* Exercise description: A single figure is required: the number of lines in the data below that hold the word "move".

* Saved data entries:
* * * * * * *

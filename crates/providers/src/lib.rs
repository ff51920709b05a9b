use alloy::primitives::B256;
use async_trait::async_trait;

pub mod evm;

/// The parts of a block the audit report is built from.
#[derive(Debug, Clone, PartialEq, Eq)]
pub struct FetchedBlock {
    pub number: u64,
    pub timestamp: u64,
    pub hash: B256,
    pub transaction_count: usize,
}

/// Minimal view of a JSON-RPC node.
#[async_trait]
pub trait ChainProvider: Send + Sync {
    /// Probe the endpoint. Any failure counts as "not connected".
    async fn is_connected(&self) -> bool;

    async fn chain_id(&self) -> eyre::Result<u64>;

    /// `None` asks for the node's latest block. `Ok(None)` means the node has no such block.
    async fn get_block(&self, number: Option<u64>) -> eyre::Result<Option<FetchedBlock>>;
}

* * * * * * *

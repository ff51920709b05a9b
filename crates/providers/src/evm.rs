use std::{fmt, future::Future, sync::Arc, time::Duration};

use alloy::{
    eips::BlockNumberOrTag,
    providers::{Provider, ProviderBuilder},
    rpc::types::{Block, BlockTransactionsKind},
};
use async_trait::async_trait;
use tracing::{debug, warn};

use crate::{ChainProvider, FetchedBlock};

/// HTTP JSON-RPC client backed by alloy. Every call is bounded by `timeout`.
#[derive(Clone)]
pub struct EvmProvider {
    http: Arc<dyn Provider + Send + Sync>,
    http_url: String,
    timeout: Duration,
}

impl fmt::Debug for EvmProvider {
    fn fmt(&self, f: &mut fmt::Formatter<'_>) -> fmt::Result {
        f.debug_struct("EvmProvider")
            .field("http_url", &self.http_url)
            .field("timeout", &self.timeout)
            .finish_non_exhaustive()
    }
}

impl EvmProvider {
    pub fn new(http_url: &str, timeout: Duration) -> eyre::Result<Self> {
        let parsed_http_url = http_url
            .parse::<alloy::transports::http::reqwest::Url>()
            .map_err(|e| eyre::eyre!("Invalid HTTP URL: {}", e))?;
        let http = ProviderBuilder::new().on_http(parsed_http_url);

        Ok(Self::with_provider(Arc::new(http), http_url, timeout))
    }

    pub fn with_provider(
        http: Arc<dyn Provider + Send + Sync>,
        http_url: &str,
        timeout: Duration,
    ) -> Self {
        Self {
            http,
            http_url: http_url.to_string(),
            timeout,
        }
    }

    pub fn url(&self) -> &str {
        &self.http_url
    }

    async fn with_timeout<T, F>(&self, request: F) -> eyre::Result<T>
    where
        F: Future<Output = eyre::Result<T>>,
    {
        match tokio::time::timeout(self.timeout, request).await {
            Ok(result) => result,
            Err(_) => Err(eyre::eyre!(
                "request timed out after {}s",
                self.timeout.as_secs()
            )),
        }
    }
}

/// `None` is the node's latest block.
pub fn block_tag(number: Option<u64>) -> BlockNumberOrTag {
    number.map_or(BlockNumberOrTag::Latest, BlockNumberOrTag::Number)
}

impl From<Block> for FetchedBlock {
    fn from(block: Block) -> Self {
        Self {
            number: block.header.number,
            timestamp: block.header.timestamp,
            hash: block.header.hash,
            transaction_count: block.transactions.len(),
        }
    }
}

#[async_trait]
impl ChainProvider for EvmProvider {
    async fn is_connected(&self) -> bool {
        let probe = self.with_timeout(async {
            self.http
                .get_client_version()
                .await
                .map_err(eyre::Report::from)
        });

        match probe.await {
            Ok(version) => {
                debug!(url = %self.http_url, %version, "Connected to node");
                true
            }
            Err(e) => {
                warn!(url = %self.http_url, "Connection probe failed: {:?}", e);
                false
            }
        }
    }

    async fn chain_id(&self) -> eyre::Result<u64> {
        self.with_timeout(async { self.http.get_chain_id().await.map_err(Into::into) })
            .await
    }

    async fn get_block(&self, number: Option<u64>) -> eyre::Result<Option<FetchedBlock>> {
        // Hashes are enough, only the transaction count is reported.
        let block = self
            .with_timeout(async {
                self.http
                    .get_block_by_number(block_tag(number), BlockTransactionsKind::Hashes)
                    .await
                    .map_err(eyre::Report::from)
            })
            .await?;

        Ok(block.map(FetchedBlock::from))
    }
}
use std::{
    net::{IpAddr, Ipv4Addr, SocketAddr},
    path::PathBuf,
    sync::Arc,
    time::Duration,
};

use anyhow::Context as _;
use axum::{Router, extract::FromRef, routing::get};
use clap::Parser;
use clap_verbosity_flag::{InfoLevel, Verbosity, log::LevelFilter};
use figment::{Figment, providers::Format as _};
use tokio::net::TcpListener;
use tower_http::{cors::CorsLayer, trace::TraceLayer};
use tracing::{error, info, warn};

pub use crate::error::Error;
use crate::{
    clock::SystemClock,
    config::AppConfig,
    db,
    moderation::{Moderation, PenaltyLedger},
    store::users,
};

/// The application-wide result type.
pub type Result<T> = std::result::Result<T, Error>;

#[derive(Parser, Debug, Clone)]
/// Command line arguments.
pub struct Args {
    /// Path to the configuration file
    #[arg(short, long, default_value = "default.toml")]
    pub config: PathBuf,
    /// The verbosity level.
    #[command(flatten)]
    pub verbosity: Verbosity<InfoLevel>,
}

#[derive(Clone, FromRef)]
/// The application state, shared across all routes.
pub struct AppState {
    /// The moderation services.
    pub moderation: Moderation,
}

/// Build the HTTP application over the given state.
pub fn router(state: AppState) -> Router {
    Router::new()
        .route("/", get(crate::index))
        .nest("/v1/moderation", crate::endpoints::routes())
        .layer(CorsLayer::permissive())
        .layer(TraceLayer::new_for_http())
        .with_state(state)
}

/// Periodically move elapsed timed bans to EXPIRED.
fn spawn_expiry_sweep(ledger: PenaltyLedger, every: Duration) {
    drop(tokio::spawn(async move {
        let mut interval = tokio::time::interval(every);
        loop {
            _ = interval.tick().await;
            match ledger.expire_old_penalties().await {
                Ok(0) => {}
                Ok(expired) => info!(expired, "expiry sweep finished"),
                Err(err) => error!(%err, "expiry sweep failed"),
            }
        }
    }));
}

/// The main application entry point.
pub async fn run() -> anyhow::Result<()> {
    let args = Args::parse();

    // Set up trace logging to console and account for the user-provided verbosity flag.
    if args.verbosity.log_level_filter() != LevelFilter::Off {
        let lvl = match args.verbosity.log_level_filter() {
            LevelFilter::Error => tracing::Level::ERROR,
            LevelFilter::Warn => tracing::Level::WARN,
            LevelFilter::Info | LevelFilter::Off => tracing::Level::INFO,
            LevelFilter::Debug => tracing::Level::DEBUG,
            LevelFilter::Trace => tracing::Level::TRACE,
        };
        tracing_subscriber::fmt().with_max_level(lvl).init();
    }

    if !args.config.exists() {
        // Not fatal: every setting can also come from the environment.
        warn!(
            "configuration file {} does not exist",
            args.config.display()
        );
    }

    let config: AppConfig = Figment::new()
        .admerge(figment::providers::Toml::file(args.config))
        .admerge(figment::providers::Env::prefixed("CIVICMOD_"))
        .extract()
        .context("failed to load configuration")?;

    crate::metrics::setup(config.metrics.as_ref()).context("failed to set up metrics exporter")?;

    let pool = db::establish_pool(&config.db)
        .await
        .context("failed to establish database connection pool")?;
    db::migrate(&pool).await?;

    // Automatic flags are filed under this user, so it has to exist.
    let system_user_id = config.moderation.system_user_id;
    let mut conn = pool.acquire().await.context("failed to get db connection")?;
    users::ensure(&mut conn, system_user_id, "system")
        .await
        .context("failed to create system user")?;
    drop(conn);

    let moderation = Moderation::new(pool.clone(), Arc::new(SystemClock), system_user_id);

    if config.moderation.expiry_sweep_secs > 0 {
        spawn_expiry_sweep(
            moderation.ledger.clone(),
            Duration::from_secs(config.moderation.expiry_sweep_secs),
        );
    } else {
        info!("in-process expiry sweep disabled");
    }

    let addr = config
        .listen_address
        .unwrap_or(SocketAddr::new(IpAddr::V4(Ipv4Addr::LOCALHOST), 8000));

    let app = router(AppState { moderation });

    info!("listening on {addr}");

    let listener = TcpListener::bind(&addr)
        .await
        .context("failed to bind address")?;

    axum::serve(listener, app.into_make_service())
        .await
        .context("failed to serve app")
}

* * * * * * *

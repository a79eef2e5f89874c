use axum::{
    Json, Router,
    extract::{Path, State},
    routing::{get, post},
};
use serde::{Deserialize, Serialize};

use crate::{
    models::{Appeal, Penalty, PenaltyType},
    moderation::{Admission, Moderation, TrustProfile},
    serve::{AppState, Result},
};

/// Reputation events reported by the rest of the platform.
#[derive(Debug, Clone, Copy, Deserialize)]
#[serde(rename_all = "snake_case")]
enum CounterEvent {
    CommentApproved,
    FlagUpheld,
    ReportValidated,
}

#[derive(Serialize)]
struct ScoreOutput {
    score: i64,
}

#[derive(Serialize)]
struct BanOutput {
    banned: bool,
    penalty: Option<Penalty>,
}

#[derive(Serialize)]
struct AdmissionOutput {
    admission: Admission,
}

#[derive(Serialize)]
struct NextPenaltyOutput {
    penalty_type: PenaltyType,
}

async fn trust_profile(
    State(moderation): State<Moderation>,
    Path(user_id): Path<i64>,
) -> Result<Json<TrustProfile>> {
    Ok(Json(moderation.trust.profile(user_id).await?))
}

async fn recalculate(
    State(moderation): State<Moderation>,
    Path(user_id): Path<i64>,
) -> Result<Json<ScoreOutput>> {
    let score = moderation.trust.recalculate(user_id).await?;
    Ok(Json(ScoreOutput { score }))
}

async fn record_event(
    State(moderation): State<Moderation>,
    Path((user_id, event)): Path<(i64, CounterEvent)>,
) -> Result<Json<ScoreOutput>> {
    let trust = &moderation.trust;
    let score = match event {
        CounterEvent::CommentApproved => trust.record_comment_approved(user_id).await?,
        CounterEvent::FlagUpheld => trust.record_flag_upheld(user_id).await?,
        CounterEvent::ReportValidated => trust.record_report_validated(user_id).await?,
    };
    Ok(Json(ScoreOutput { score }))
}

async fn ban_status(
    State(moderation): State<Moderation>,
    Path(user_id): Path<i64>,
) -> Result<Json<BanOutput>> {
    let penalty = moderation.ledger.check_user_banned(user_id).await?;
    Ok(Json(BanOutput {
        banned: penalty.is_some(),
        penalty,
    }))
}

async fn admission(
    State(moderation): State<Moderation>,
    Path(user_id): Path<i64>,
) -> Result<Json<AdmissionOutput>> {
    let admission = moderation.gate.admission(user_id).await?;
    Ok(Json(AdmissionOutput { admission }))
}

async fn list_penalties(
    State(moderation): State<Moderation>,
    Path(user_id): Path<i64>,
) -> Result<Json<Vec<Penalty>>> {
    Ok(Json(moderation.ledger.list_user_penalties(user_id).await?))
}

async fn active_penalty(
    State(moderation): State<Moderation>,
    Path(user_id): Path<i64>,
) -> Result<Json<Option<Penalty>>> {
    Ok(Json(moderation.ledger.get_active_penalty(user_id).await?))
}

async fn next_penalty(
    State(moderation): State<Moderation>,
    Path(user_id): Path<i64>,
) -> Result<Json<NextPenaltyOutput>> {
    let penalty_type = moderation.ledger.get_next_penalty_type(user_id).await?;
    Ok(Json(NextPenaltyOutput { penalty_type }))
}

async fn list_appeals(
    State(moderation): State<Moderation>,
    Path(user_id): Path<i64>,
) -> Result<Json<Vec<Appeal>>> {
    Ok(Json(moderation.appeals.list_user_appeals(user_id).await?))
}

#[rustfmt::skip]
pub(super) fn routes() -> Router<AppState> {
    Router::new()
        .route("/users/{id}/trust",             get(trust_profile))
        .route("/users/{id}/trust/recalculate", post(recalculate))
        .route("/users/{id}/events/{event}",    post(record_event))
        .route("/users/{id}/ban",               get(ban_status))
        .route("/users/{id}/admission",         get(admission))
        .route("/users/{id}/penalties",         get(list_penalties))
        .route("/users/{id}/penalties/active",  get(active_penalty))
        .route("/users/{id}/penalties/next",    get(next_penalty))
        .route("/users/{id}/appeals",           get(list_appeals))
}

* * * * * * *

* Final answer: 2